- Born: 1945 Murwillumbah, New South Wales, Australia
- Died: 26 January 2008 (aged 62) Hong Kong
- Occupations: Mathematician businessman gambler
- Spouse: Meredith Woods
- Children: 2

= Alan Woods (gambler) =

Australian professional gambler

Alan Woods (1945 – 26 January 2008) was an Australian and Hong Kong professional gambler and mathematician. He focused on blackjack and betting on horse racing, working with Bill Benter and Zeljko Ranogajec, and was an early developer of quantitative, computer-based betting on Hong Kong horse racing. His estimated net worth at his death was AU$670 million, with later estimates higher, including about A$939 million cited by Guinness World Records.

==Early life==
Woods was raised in Murwillumbah, New South Wales, Australia. He studied mathematics at the University of New England in Armidale but dropped out in his final year before graduating. As a student he played poker machines at a loss, stopping after he moved to Sydney where they were unavailable. He also took up horse betting during college and worked for a time as an insurance actuary.

== Gambling career ==
Woods learned card counting in blackjack from fellow bridge players and won a few thousand dollars testing the method. He began gambling seriously after his wife left him in 1979, winning $16,000 in four months in Hobart and a further $100,000 in Las Vegas. He then played in casinos across Europe, Australia and Asia.

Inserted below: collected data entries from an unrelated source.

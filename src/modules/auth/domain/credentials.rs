use crate::modules::query::{is_valid_email, sanitize};
use crate::shared::domain::value_objects::{Locale, Message};
use crate::shared::errors::{AppError, AppResult};
use serde::Serialize;
use std::fmt;

pub const MIN_PASSWORD_LEN: usize = 6;

/// Login/registration body, validated before it leaves the client
#[derive(Clone, PartialEq, Eq, Serialize)]
pub struct Credentials {
    pub email: String,
    password: String,
}

impl Credentials {
    pub fn for_login(email: &str, password: &str, locale: Locale) -> AppResult<Self> {
        let email = sanitize(email).trim().to_lowercase();
        if !is_valid_email(&email) {
            return Err(AppError::ValidationError(
                locale.text(Message::InvalidEmail).to_string(),
            ));
        }

        Ok(Self {
            email,
            password: password.to_string(),
        })
    }

    /// Registration additionally enforces the minimum password length
    pub fn for_registration(email: &str, password: &str, locale: Locale) -> AppResult<Self> {
        let credentials = Self::for_login(email, password, locale)?;
        if credentials.password.chars().count() < MIN_PASSWORD_LEN {
            return Err(AppError::ValidationError(
                locale.text(Message::PasswordTooShort).to_string(),
            ));
        }
        Ok(credentials)
    }

    pub fn password(&self) -> &str {
        &self.password
    }
}

impl fmt::Debug for Credentials {
    fn fmt(&self, f: &mut fmt::Formatter<'_>) -> fmt::Result {
        f.debug_struct("Credentials")
            .field("email", &self.email)
            .field("password", &"***")
            .finish()
    }
}
pub mod contacts;
pub mod domain;
pub mod formatters;
pub mod presenter;
pub mod renderer;

// Re-exports for easy external access
pub use contacts::{ContactSummary, PhoneContact};
pub use domain::{DisplayRow, RecordBlock, RenderedView, Tone, TreeLine, TreeMarker};
pub use formatters::{HtmlFormatter, TextFormatter};
pub use presenter::{OutputOptions, Presenter};
pub use renderer::render;
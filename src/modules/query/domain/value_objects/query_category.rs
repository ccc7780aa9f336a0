use serde::{Deserialize, Serialize};
use std::fmt;

/// What kind of identifier a query looks like
#[derive(Debug, Clone, Copy, PartialEq, Eq, Hash, Serialize, Deserialize)]
#[serde(rename_all = "lowercase")]
pub enum QueryCategory {
    Ip,
    Phone,
    Email,
    Unrecognized,
}

impl fmt::Display for QueryCategory {
    fn fmt(&self, f: &mut fmt::Formatter<'_>) -> fmt::Result {
        let name = match self {
            QueryCategory::Ip => "ip",
            QueryCategory::Phone => "phone",
            QueryCategory::Email => "email",
            QueryCategory::Unrecognized => "unrecognized",
        };
        write!(f, "{}", name)
    }
}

Woods retired from professional blackjack in 1982 and turned to horse betting in Hong Kong, which had a small pool of horses. There he met Bob Moore and Bill Benter, with whom he developed a computer model that selected race winners from factors such as track, form and weather. The model returned about $100,000 in the 1987 season, after which Woods and Benter dissolved their partnership.

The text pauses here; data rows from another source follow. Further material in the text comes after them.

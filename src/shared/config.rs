use crate::shared::domain::value_objects::Locale;
use crate::shared::errors::{AppError, AppResult};

pub const DEFAULT_BASE_URL: &str = "http://127.0.0.1:5000";
pub const DEFAULT_TIMEOUT_SECS: u64 = 10;
pub const DEFAULT_SEARCHES_PER_MINUTE: u32 = 10;
pub const DEFAULT_USER_AGENT: &str = concat!("onion-client/", env!("CARGO_PKG_VERSION"));

/// Runtime configuration for the client
#[derive(Debug, Clone, PartialEq, Eq)]
pub struct AppConfig {
    /// Base URL of the onion backend, without a trailing slash
    pub base_url: String,
    pub timeout_secs: u64,
    pub user_agent: String,
    pub locale: Locale,
    /// Client-side search quota
    pub searches_per_minute: u32,
}

impl Default for AppConfig {
    fn default() -> Self {
        Self {
            base_url: DEFAULT_BASE_URL.to_string(),
            timeout_secs: DEFAULT_TIMEOUT_SECS,
            user_agent: DEFAULT_USER_AGENT.to_string(),
            locale: Locale::default(),
            searches_per_minute: DEFAULT_SEARCHES_PER_MINUTE,
        }
    }
}

impl AppConfig {
    /// Load configuration from the process environment (and `.env`, if present)
    pub fn from_env() -> AppResult<Self> {
        dotenvy::dotenv().ok();
        Self::from_lookup(|key| std::env::var(key).ok())
    }

    /// Build configuration from an arbitrary key lookup
    pub fn from_lookup<F>(lookup: F) -> AppResult<Self>
    where
        F: Fn(&str) -> Option<String>,
    {
        let mut config = Self::default();

        if let Some(url) = lookup("ONION_BASE_URL") {
            config.base_url = url;
        }
        if let Some(timeout) = lookup("ONION_TIMEOUT_SECS") {
            config.timeout_secs = parse_positive("ONION_TIMEOUT_SECS", &timeout)?;
        }
        if let Some(agent) = lookup("ONION_USER_AGENT") {
            if !agent.trim().is_empty() {
                config.user_agent = agent.trim().to_string();
            }
        }
        if let Some(locale) = lookup("ONION_LOCALE") {
            config.locale = locale.parse()?;
        }
        if let Some(quota) = lookup("ONION_SEARCHES_PER_MINUTE") {
            config.searches_per_minute = parse_positive("ONION_SEARCHES_PER_MINUTE", &quota)?;
        }

        let base_url = config.base_url.clone();
        config.with_base_url(base_url)
    }

    /// Replace the base URL, validating and normalising it
    pub fn with_base_url(mut self, url: impl Into<String>) -> AppResult<Self> {
        let url = url.into();
        let trimmed = url.trim().trim_end_matches('/');

        let parsed = reqwest::Url::parse(trimmed)
            .map_err(|e| AppError::ConfigError(format!("Invalid base URL '{}': {}", url, e)))?;
        if !matches!(parsed.scheme(), "http" | "https") {
            return Err(AppError::ConfigError(format!(
                "Base URL must use http or https, got '{}'",
                parsed.scheme()
            )));
        }

        self.base_url = trimmed.to_string();
        Ok(self)
    }
}

fn parse_positive<T>(key: &str, value: &str) -> AppResult<T>
where
    T: std::str::FromStr + PartialOrd + Default,
{
    match value.trim().parse::<T>() {
        Ok(parsed) if parsed > T::default() => Ok(parsed),
        _ => Err(AppError::ConfigError(format!(
            "{} must be a positive integer, got '{}'",
            key, value
        ))),
    }
}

Woods later worked in Manila with Zeljko Ranogajec, whom he also regarded as a rival, and won millions from horse betting through the 1990s. By the 2006–07 financial year, his syndicate was reported to account for about 2 per cent of the Hong Kong Jockey Club's betting turnover.

==Personal life==
Woods married Meredith in 1972 and separated from her in 1979. They had two children. He opposed the Iraq War and described himself as a former conservative turned liberal.

From 1999 until his death he was a member and major funder of the online harm reduction forum Bluelight, covering its running costs as it grew to more than 80,000 members.

===Death===
Woods died of appendiceal cancer on 25 January 2008 shortly after he was diagnosed.